The ONS reported that the UK’s fourth quarter current account deficit came in much higher than expected at £22.4 billion between October and December 2013. This represents the second largest deficit on record after an all-time high of £22.8 billion reached in the third quarter of 2013.
More expectedly, the ONS confirmed that the UK economy expanded at a rate of 0.7% in the fourth quarter of 2013.
The ONS data also showed that the total UK economic output remains 1.4% below the pre-financial crisis peak reached in the first three months of 2008, worse than in almost all other big advanced economies.

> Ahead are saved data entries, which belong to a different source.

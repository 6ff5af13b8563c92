use serde_json::Value;
use tracing::warn;

use super::{describe, LOG_TARGET};
use crate::aliases::{
    BLOCK_COURT_NUMBER, BLOCK_ENDS_AT, BLOCK_ID, BLOCK_REASON, BLOCK_STARTS_AT,
    FLAT_BLOCK_ENDS_AT, FLAT_BLOCK_ID, FLAT_BLOCK_REASON, FLAT_BLOCK_STARTS_AT,
};
use crate::clock;
use crate::raw::{FieldAliases, RawRecord};
use crate::types::Block;

#[derive(Debug, Clone, Copy)]
pub(crate) struct BlockFields {
    id: FieldAliases,
    court_number: Option<FieldAliases>,
    starts_at: FieldAliases,
    ends_at: FieldAliases,
    reason: FieldAliases,
}

pub(crate) const NESTED_BLOCK_FIELDS: BlockFields = BlockFields {
    id: BLOCK_ID,
    court_number: Some(BLOCK_COURT_NUMBER),
    starts_at: BLOCK_STARTS_AT,
    ends_at: BLOCK_ENDS_AT,
    reason: BLOCK_REASON,
};

pub(crate) const FLAT_BLOCK_FIELDS: BlockFields = BlockFields {
    id: FLAT_BLOCK_ID,
    court_number: None,
    starts_at: FLAT_BLOCK_STARTS_AT,
    ends_at: FLAT_BLOCK_ENDS_AT,
    reason: FLAT_BLOCK_REASON,
};

/// Normalizes a nested block object. Returns `None` when there is no block.
#[must_use]
pub fn normalize_block(raw: Option<&Value>, court_number: u32, server_now: &str) -> Option<Block> {
    let record = RawRecord::new(raw);
    if !record.is_object() {
        if matches!(raw, Some(v) if !v.is_null()) {
            warn!(target: LOG_TARGET, kind = describe(raw), "block is not an object; ignoring");
        }
        return None;
    }
    Some(block_from_record(record, &NESTED_BLOCK_FIELDS, court_number, server_now))
}

pub(crate) fn block_from_record(
    record: RawRecord<'_>,
    fields: &BlockFields,
    court_number: u32,
    server_now: &str,
) -> Block {
    let id = record.string(&fields.id).unwrap_or_default();
    let court_number = fields
        .court_number
        .and_then(|aliases| record.integer(&aliases))
        .and_then(|n| u32::try_from(n).ok())
        .unwrap_or(court_number);

    let starts_at = record.string(&fields.starts_at).unwrap_or_default();
    let ends_at = record.string(&fields.ends_at).unwrap_or_default();
    if clock::parse_instant(&starts_at).is_none() || clock::parse_instant(&ends_at).is_none() {
        warn!(
            target: LOG_TARGET,
            block_id = %id,
            starts_at = %starts_at,
            ends_at = %ends_at,
            "block window is missing or unparseable; treating as inactive"
        );
    }

    Block {
        is_active: clock::is_within(&starts_at, &ends_at, server_now),
        id,
        court_number,
        starts_at,
        ends_at,
        reason: record.string(&fields.reason).unwrap_or_default(),
    }
}

#[cfg(test)]
mod tests {
    use serde_json::json;

    use super::*;

    const NOW: &str = "2025-12-27T10:30:00Z";

    #[test]
    fn active_when_now_inside_window() {
        let raw = json!({
            "id": "b1",
            "startsAt": "2025-12-27T10:00:00Z",
            "endsAt": "2025-12-27T11:00:00Z",
            "reason": "Resurfacing"
        });
        let block = normalize_block(Some(&raw), 5, NOW).unwrap();
        assert!(block.is_active);
        assert_eq!(block.court_number, 5);
        assert_eq!(block.reason, "Resurfacing");
    }

    #[test]
    fn inactive_before_start_and_at_end() {
        let future = json!({"id": "b1", "starts_at": "2025-12-27T11:00:00Z", "ends_at": "2025-12-27T12:00:00Z"});
        assert!(!normalize_block(Some(&future), 1, NOW).unwrap().is_active);
        let ending = json!({"id": "b1", "starts_at": "2025-12-27T10:00:00Z", "ends_at": NOW});
        assert!(!normalize_block(Some(&ending), 1, NOW).unwrap().is_active);
    }

    #[test]
    fn title_accepted_as_reason() {
        let raw = json!({"block_id": "b9", "title": "Junior clinic"});
        let block = normalize_block(Some(&raw), 1, NOW).unwrap();
        assert_eq!(block.id, "b9");
        assert_eq!(block.reason, "Junior clinic");
        assert!(!block.is_active);
    }

    #[test]
    fn flattened_block_columns() {
        let court_row = json!({
            "number": 3,
            "block_id": "b2",
            "block_starts_at": "2025-12-27T10:00:00Z",
            "block_ends_at": "2025-12-27T12:00:00Z",
            "block_title": "League"
        });
        let block = block_from_record(RawRecord::new(Some(&court_row)), &FLAT_BLOCK_FIELDS, 3, NOW);
        assert_eq!(block.id, "b2");
        assert_eq!(block.reason, "League");
        assert!(block.is_active);
    }

    #[test]
    fn null_block_is_none() {
        assert!(normalize_block(None, 1, NOW).is_none());
        assert!(normalize_block(Some(&Value::Null), 1, NOW).is_none());
    }
}
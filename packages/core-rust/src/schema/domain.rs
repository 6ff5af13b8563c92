//! Strict validation of a normalized [`Board`].
//!
//! Every check here should hold by construction after normalization, so a
//! failure is logged as a normalizer bug. Callers choose between the
//! non-throwing [`validate_board`] and the fail-fast [`assert_valid_board`].

use std::collections::HashSet;

use tracing::error;

use super::{Issues, ValidationResult, LOG_TARGET};
use crate::clock;
use crate::types::{
    is_valid_court_number, Block, Board, Court, Group, Session, WaitlistEntry, COURT_COUNT,
    MAX_GROUP_SIZE,
};

/// Raised by [`assert_valid_board`].
#[derive(Debug, Clone, PartialEq, Eq, thiserror::Error)]
#[error("Invalid Board domain object: {issues}")]
pub struct BoardAssertionError {
    pub issues: Issues,
}

/// Validates a normalized board, logging any failure as a normalizer bug.
pub fn validate_board(board: &Board) -> ValidationResult<&Board> {
    let mut issues = Issues::new();
    check_board(board, &mut issues);

    if !issues.is_empty() {
        error!(
            target: LOG_TARGET,
            issue_count = issues.len(),
            issues = %issues,
            "normalized board failed domain validation; normalization layer is suspect"
        );
    }
    issues.finish(board)
}

/// Validates a normalized board and fails fast.
///
/// # Errors
///
/// Returns [`BoardAssertionError`] listing every violated constraint.
pub fn assert_valid_board(board: &Board) -> Result<&Board, BoardAssertionError> {
    validate_board(board)
        .into_result()
        .map_err(|issues| BoardAssertionError { issues })
}

fn check_board(board: &Board, issues: &mut Issues) {
    check_timestamp(&board.server_now, "serverNow", issues);

    let mut seen_numbers = HashSet::new();
    for (i, court) in board.courts.iter().enumerate() {
        let path = format!("courts.{i}");
        check_court(court, &path, issues);
        if is_valid_court_number(court.number) && !seen_numbers.insert(court.number) {
            issues.push(format!("{path}.number"), format!("Duplicate court number {}", court.number));
        }
    }

    let mut previous: Option<i64> = None;
    for (i, entry) in board.waitlist.iter().enumerate() {
        let path = format!("waitlist.{i}");
        check_waitlist_entry(entry, &path, issues);
        if previous.is_some_and(|p| p > entry.position) {
            issues.push(format!("{path}.position"), "Waitlist is not sorted by position");
        }
        previous = Some(entry.position);
    }
}

fn check_court(court: &Court, path: &str, issues: &mut Issues) {
    if !is_valid_court_number(court.number) {
        issues.push(
            format!("{path}.number"),
            format!("Court number must be between 1 and {COURT_COUNT}, received {}", court.number),
        );
    }
    if court.is_available != (!court.is_occupied && !court.is_blocked) {
        issues.push(
            format!("{path}.isAvailable"),
            "isAvailable must equal !isOccupied && !isBlocked",
        );
    }
    if court.is_overtime && !court.is_occupied {
        issues.push(format!("{path}.isOvertime"), "Overtime court must be occupied");
    }
    if let Some(session) = &court.session {
        check_session(session, court.number, &format!("{path}.session"), issues);
    }
    if let Some(block) = &court.block {
        check_block(block, court.number, &format!("{path}.block"), issues);
    }
}

fn check_session(session: &Session, court_number: u32, path: &str, issues: &mut Issues) {
    if session.id.is_empty() {
        issues.push(format!("{path}.id"), "Required");
    }
    if session.court_number != court_number {
        issues.push(
            format!("{path}.courtNumber"),
            format!("Session court {} does not match court {court_number}", session.court_number),
        );
    }
    check_timestamp(&session.started_at, &format!("{path}.startedAt"), issues);
    check_timestamp(&session.scheduled_end_at, &format!("{path}.scheduledEndAt"), issues);
    if let Some(actual) = &session.actual_end_at {
        check_timestamp(actual, &format!("{path}.actualEndAt"), issues);
        if session.is_overtime {
            issues.push(format!("{path}.isOvertime"), "Ended session cannot be overtime");
        }
    }
    check_group(&session.group, &format!("{path}.group"), issues);
}

fn check_block(block: &Block, court_number: u32, path: &str, issues: &mut Issues) {
    if block.court_number != court_number {
        issues.push(
            format!("{path}.courtNumber"),
            format!("Block court {} does not match court {court_number}", block.court_number),
        );
    }
    check_timestamp(&block.starts_at, &format!("{path}.startsAt"), issues);
    check_timestamp(&block.ends_at, &format!("{path}.endsAt"), issues);
}

fn check_waitlist_entry(entry: &WaitlistEntry, path: &str, issues: &mut Issues) {
    if entry.id.is_empty() {
        issues.push(format!("{path}.id"), "Required");
    }
    if entry.position < 1 {
        issues.push(format!("{path}.position"), "Number must be greater than or equal to 1");
    }
    if entry.minutes_waiting < 0 {
        issues.push(format!("{path}.minutesWaiting"), "Number must be greater than or equal to 0");
    }
    check_timestamp(&entry.joined_at, &format!("{path}.joinedAt"), issues);
    if let Some(estimate) = &entry.estimated_court_time {
        check_timestamp(estimate, &format!("{path}.estimatedCourtTime"), issues);
    }
    check_group(&entry.group, &format!("{path}.group"), issues);
}

fn check_group(group: &Group, path: &str, issues: &mut Issues) {
    if group.players.len() > MAX_GROUP_SIZE {
        issues.push(
            format!("{path}.players"),
            format!("Array must contain at most {MAX_GROUP_SIZE} element(s)"),
        );
    }
    for (i, member) in group.players.iter().enumerate() {
        if member.member_id.is_empty() {
            issues.push(format!("{path}.players.{i}.memberId"), "Required");
        }
        if member.display_name.is_empty() {
            issues.push(format!("{path}.players.{i}.displayName"), "Required");
        }
    }
}

fn check_timestamp(value: &str, path: &str, issues: &mut Issues) {
    if clock::parse_instant(value).is_none() {
        issues.push(path, "Invalid datetime");
    }
}
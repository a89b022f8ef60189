use base64::{Engine as _, engine::general_purpose::URL_SAFE_NO_PAD};
use rand::RngCore;

use crate::models::LinkPurpose;

/// 32バイトのランダムトークンを生成（URLセーフBase64、パディングなし）
pub fn generate_token() -> String {
    let mut bytes = [0u8; 32];
    rand::thread_rng().fill_bytes(&mut bytes);
    URL_SAFE_NO_PAD.encode(bytes)
}

/// メールに埋め込むリンクURLを構築
///
/// # Arguments
/// * `base` - リンクのベースURL（末尾のスラッシュは無視）
/// * `path` - 画面のパス（例: `activate`）
/// * `token` - `generate_token` で生成したトークン
pub fn build_link_url(base: &str, path: &str, token: &str) -> String {
    format!(
        "{}/{}?token={}",
        base.trim_end_matches('/'),
        path.trim_start_matches('/'),
        token
    )
}

/// 用途ごとのリンクURLを構築
///
/// 発行時と消費時の両方で使い、保存される url と照合キーを一致させる
pub fn link_url_for(base: &str, purpose: LinkPurpose, token: &str) -> String {
    build_link_url(base, purpose.path(), token)
}

#[cfg(test)]
mod tests {
    use super::*;

    #[test]
    fn test_generate_token() {
        let token = generate_token();
        // 32バイト → パディングなしBase64で43文字
        assert_eq!(token.len(), 43);
        assert!(
            token
                .chars()
                .all(|c| c.is_ascii_alphanumeric() || c == '-' || c == '_')
        );
        assert_ne!(token, generate_token());
    }

    #[test]
    fn test_build_link_url() {
        assert_eq!(
            build_link_url("https://example.com/", "/activate", "abc"),
            "https://example.com/activate?token=abc"
        );
        assert_eq!(
            build_link_url("http://localhost:3000", "password-reset", "xyz"),
            "http://localhost:3000/password-reset?token=xyz"
        );
    }

    #[test]
    fn test_link_url_for_purpose() {
        assert_eq!(
            link_url_for("http://localhost:3000", LinkPurpose::Activate, "abc"),
            "http://localhost:3000/activate?token=abc"
        );
        assert_eq!(
            link_url_for("http://localhost:3000/", LinkPurpose::Reset, "abc"),
            "http://localhost:3000/password-reset?token=abc"
        );
    }
}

In the US, Federal Reserve Chair Janet Yellen stated yesterday afternoon that based on the evidence available, it is clear the US economy is still considerably short of the two goals assigned to the Federal Reserve by Congress, that is achieving maximum sustainable employment and stable prices.
According to Yellen, the Fed remains with an “extraordinary commitment to stimulus measures as these are still needed and will be for some time”.
Meanwhile, the International Monetary Fund (IMF) continues to express concern over the euro zone's low levels of inflation and called on the central bank, the European Central bank (ECB) to take immediate action starting at their next policy meeting due this Thursday, 3 April.
Reza Moghadam, Director of the IMF's European Department said yesterday that the ECB still has room to cut interest rates in face of the considerable downwards pressure on inflation in the euro zone.
Moghadam said "We are not so much worried about deflation by itself, but we are very worried about what we call 'low-flation’. There is more room for further ECB easing, not least because inflation is under control."
Yesterday’s data certainly seems to support that view with the euro zone's Consumer Price Index (CPI) preliminary figure for March coming in at a 5 year low with prices falling to 0.5%, down from the already poor 0.7% registered in February increasing fears of a damaging period of deflation in the euro zone.
Overnight, the Reserve Bank of Australia kept Australian interest rates unchanged for the seventh month in a row at 2.5% despite a pointed reference by Governor Glenn Stevens to fast growing property prices.